◆ EXERCISE INSTRUCTIONS ◆
Go through the entries and say how many lines contain the string "reconnecting". The number is the whole answer.

Top of INPUT

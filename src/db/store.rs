//! Storage contract used by the control loop, and its PostgreSQL implementation.
//!
//! The services only see [`Store`]; tests swap in an in-memory implementation.

use diesel::pg::PgConnection;
use diesel::prelude::*;
use diesel::result::{DatabaseErrorKind, Error as DieselError};
use diesel_migrations::{embed_migrations, EmbeddedMigrations, MigrationHarness};
use log::{info, warn};
use std::error::Error;
use std::fmt::{self, Display, Formatter};
use std::thread;
use std::time::Duration;

use crate::db::models::{
    Check, Container, Control, Reading, SetControl, Setting, SettingStatus, Task, TaskControl, TaskRead,
    TaskStatus, Thermometer,
};
use crate::schema;

pub const MIGRATIONS: EmbeddedMigrations = embed_migrations!("migrations");

#[derive(Debug)]
pub enum StoreError {
    Connect(String),
    Migration(String),
    Query { action: &'static str, source: DieselError },
}

impl Display for StoreError {
    fn fmt(&self, f: &mut Formatter<'_>) -> fmt::Result {
        match self {
            StoreError::Connect(e) => write!(f, "database connection failed: {}", e),
            StoreError::Migration(e) => write!(f, "applying database migrations failed: {}", e),
            StoreError::Query { action, source } => write!(f, "{} failed: {}", action, source),
        }
    }
}

impl Error for StoreError {
    fn source(&self) -> Option<&(dyn Error + 'static)> {
        match self {
            StoreError::Query { source, .. } => Some(source),
            _ => None,
        }
    }
}

pub trait Store {
    fn task(&mut self, id: &str) -> Result<Option<Task>, StoreError>;
    fn setting(&mut self, id: &str) -> Result<Option<Setting>, StoreError>;
    fn task_container(&mut self, task_id: &str) -> Result<Option<String>, StoreError>;
    fn setting_container(&mut self, set_id: &str) -> Result<Option<String>, StoreError>;
    fn container_thermometer_ids(&mut self, container: &str) -> Result<Vec<String>, StoreError>;

    fn insert_readings(&mut self, rows: &[Reading]) -> Result<usize, StoreError>;
    fn insert_task_reads(&mut self, rows: &[TaskRead]) -> Result<usize, StoreError>;
    /// Every reading linked to a task, in insertion order.
    fn task_readings(&mut self, task_id: &str) -> Result<Vec<Reading>, StoreError>;

    fn insert_checks(&mut self, rows: &[Check]) -> Result<usize, StoreError>;
    /// All checks of one container, newest first.
    fn container_checks(&mut self, container: &str) -> Result<Vec<Check>, StoreError>;

    fn insert_control(&mut self, row: &Control) -> Result<(), StoreError>;
    fn insert_task_control(&mut self, row: &TaskControl) -> Result<(), StoreError>;
    fn insert_set_control(&mut self, row: &SetControl) -> Result<(), StoreError>;
    /// Controls linked to a task, newest first.
    fn task_controls(&mut self, task_id: &str) -> Result<Vec<Control>, StoreError>;

    fn update_task_status(&mut self, id: &str, status: TaskStatus) -> Result<(), StoreError>;
    fn update_setting_status(&mut self, id: &str, status: SettingStatus) -> Result<(), StoreError>;

    /// Empties every table derived from the dashboard and the portal. Tasks and
    /// settings are kept.
    fn clear_data_tables(&mut self) -> Result<(), StoreError>;
    fn insert_containers(&mut self, rows: &[Container]) -> Result<usize, StoreError>;
    fn insert_thermometers(&mut self, rows: &[Thermometer]) -> Result<usize, StoreError>;
}

#[derive(Debug, Clone, Copy)]
pub struct ConnectRetry {
    pub attempts: u32,
    pub backoff: Duration,
}

pub fn connect(url: &str, retry: ConnectRetry) -> Result<PgConnection, StoreError> {
    let mut attempt = 0;
    loop {
        attempt += 1;
        match PgConnection::establish(url) {
            Ok(conn) => return Ok(conn),
            Err(e) if attempt < retry.attempts => {
                warn!(
                    "Database connection attempt {}/{} failed: {}; retrying in {}s",
                    attempt,
                    retry.attempts,
                    e,
                    retry.backoff.as_secs_f32()
                );
                thread::sleep(retry.backoff);
            }
            Err(e) => {
                return Err(StoreError::Connect(format!("{} (after {} attempt(s))", e, attempt)));
            }
        }
    }
}

pub struct PgStore {
    url: String,
    retry: ConnectRetry,
    conn: PgConnection,
}

impl PgStore {
    pub fn open(url: &str, retry: ConnectRetry) -> Result<Self, StoreError> {
        let conn = connect(url, retry)?;
        Ok(PgStore {
            url: url.to_string(),
            retry,
            conn,
        })
    }

    pub fn migrate(&mut self) -> Result<(), StoreError> {
        let applied = self
            .conn
            .run_pending_migrations(MIGRATIONS)
            .map_err(|e| StoreError::Migration(e.to_string()))?;
        if applied.is_empty() {
            info!("Database schema is up to date; no migrations were applied");
        } else {
            let names = applied.iter().map(|v| v.to_string()).collect::<Vec<_>>().join(", ");
            info!("Applied {} database migration(s): {}", applied.len(), names);
        }
        Ok(())
    }

    /// Runs `op`, reconnecting when the server dropped the connection.
    fn run<T>(
        &mut self,
        action: &'static str,
        mut op: impl FnMut(&mut PgConnection) -> QueryResult<T>,
    ) -> Result<T, StoreError> {
        let mut reconnects = 0;
        loop {
            match op(&mut self.conn) {
                Ok(v) => return Ok(v),
                Err(DieselError::DatabaseError(DatabaseErrorKind::ClosedConnection, info))
                    if reconnects < self.retry.attempts =>
                {
                    reconnects += 1;
                    warn!("{}: connection closed ({}); reconnecting", action, info.message());
                    thread::sleep(self.retry.backoff);
                    self.conn = connect(&self.url, self.retry)?;
                }
                Err(source) => return Err(StoreError::Query { action, source }),
            }
        }
    }
}

impl Store for PgStore {
    fn task(&mut self, id: &str) -> Result<Option<Task>, StoreError> {
        use schema::tasks::dsl as T;
        self.run("select task", |conn| {
            T::tasks
                .filter(T::id.eq(id))
                .select(Task::as_select())
                .first(conn)
                .optional()
        })
    }

    fn setting(&mut self, id: &str) -> Result<Option<Setting>, StoreError> {
        use schema::settings::dsl as S;
        self.run("select setting", |conn| {
            S::settings
                .filter(S::id.eq(id))
                .select(Setting::as_select())
                .first(conn)
                .optional()
        })
    }

    fn task_container(&mut self, task_id: &str) -> Result<Option<String>, StoreError> {
        use schema::container_tasks::dsl as CT;
        self.run("select task container", |conn| {
            CT::container_tasks
                .filter(CT::task_id.eq(task_id))
                .select(CT::container_id)
                .first(conn)
                .optional()
        })
    }

    fn setting_container(&mut self, set_id: &str) -> Result<Option<String>, StoreError> {
        use schema::container_sets::dsl as CS;
        self.run("select setting container", |conn| {
            CS::container_sets
                .filter(CS::set_id.eq(set_id))
                .select(CS::container_id)
                .first(conn)
                .optional()
        })
    }

    fn container_thermometer_ids(&mut self, container: &str) -> Result<Vec<String>, StoreError> {
        use schema::container_thermometers::dsl as CTH;
        self.run("select container thermometers", |conn| {
            CTH::container_thermometers
                .filter(CTH::container_id.eq(container))
                .select(CTH::thermometer_id)
                .load(conn)
        })
    }

    fn insert_readings(&mut self, rows: &[Reading]) -> Result<usize, StoreError> {
        if rows.is_empty() {
            return Ok(0);
        }
        use schema::readings::dsl as R;
        self.run("insert readings", |conn| diesel::insert_into(R::readings).values(rows).execute(conn))
    }

    fn insert_task_reads(&mut self, rows: &[TaskRead]) -> Result<usize, StoreError> {
        if rows.is_empty() {
            return Ok(0);
        }
        use schema::task_reads::dsl as TR;
        self.run("insert task reads", |conn| {
            diesel::insert_into(TR::task_reads).values(rows).execute(conn)
        })
    }

    fn task_readings(&mut self, task_id: &str) -> Result<Vec<Reading>, StoreError> {
        use schema::readings::dsl as R;
        use schema::task_reads::dsl as TR;
        self.run("select task readings", |conn| {
            let linked = TR::task_reads.filter(TR::task_id.eq(task_id)).select(TR::read_id);
            R::readings
                .filter(R::id.eq_any(linked))
                .order(R::db_time.asc())
                .select(Reading::as_select())
                .load(conn)
        })
    }

    fn insert_checks(&mut self, rows: &[Check]) -> Result<usize, StoreError> {
        if rows.is_empty() {
            return Ok(0);
        }
        use schema::container_checks::dsl as C;
        self.run("insert checks", |conn| {
            diesel::insert_into(C::container_checks).values(rows).execute(conn)
        })
    }

    fn container_checks(&mut self, container: &str) -> Result<Vec<Check>, StoreError> {
        use schema::container_checks::dsl as C;
        self.run("select container checks", |conn| {
            C::container_checks
                .filter(C::container.eq(container))
                .order(C::timestamp.desc())
                .select(Check::as_select())
                .load(conn)
        })
    }

    fn insert_control(&mut self, row: &Control) -> Result<(), StoreError> {
        use schema::controls::dsl as CO;
        self.run("insert control", |conn| diesel::insert_into(CO::controls).values(row).execute(conn))?;
        Ok(())
    }

    fn insert_task_control(&mut self, row: &TaskControl) -> Result<(), StoreError> {
        use schema::task_controls::dsl as TC;
        self.run("insert task control", |conn| {
            diesel::insert_into(TC::task_controls).values(row).execute(conn)
        })?;
        Ok(())
    }

    fn insert_set_control(&mut self, row: &SetControl) -> Result<(), StoreError> {
        use schema::set_controls::dsl as SC;
        self.run("insert set control", |conn| {
            diesel::insert_into(SC::set_controls).values(row).execute(conn)
        })?;
        Ok(())
    }

    fn task_controls(&mut self, task_id: &str) -> Result<Vec<Control>, StoreError> {
        use schema::controls::dsl as CO;
        use schema::task_controls::dsl as TC;
        self.run("select task controls", |conn| {
            let linked = TC::task_controls.filter(TC::task_id.eq(task_id)).select(TC::control_id);
            CO::controls
                .filter(CO::id.eq_any(linked))
                .order(CO::timestamp.desc())
                .select(Control::as_select())
                .load(conn)
        })
    }

    fn update_task_status(&mut self, id: &str, status: TaskStatus) -> Result<(), StoreError> {
        use schema::tasks::dsl as T;
        self.run("update task status", |conn| {
            diesel::update(T::tasks.filter(T::id.eq(id)))
                .set(T::status.eq(status.as_str()))
                .execute(conn)
        })?;
        Ok(())
    }

    fn update_setting_status(&mut self, id: &str, status: SettingStatus) -> Result<(), StoreError> {
        use schema::settings::dsl as S;
        self.run("update setting status", |conn| {
            diesel::update(S::settings.filter(S::id.eq(id)))
                .set(S::status.eq(status.as_str()))
                .execute(conn)
        })?;
        Ok(())
    }

    fn clear_data_tables(&mut self) -> Result<(), StoreError> {
        self.run("clear data tables", |conn| {
            conn.transaction(|conn| {
                diesel::delete(schema::task_reads::table).execute(conn)?;
                diesel::delete(schema::readings::table).execute(conn)?;
                diesel::delete(schema::container_checks::table).execute(conn)?;
                diesel::delete(schema::task_controls::table).execute(conn)?;
                diesel::delete(schema::set_controls::table).execute(conn)?;
                diesel::delete(schema::controls::table).execute(conn)?;
                diesel::delete(schema::container_thermometers::table).execute(conn)?;
                diesel::delete(schema::container_tasks::table).execute(conn)?;
                diesel::delete(schema::container_sets::table).execute(conn)?;
                diesel::delete(schema::containers::table).execute(conn)?;
                diesel::delete(schema::thermometers::table).execute(conn)?;
                Ok(())
            })
        })
    }

    fn insert_containers(&mut self, rows: &[Container]) -> Result<usize, StoreError> {
        if rows.is_empty() {
            return Ok(0);
        }
        use schema::containers::dsl as CN;
        self.run("insert containers", |conn| {
            diesel::insert_into(CN::containers).values(rows).execute(conn)
        })
    }

    fn insert_thermometers(&mut self, rows: &[Thermometer]) -> Result<usize, StoreError> {
        if rows.is_empty() {
            return Ok(0);
        }
        use schema::thermometers::dsl as TH;
        self.run("insert thermometers", |conn| {
            diesel::insert_into(TH::thermometers).values(rows).execute(conn)
        })
    }
}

Bottom of INPUT

◆ RESPONSE BELOW ◆
2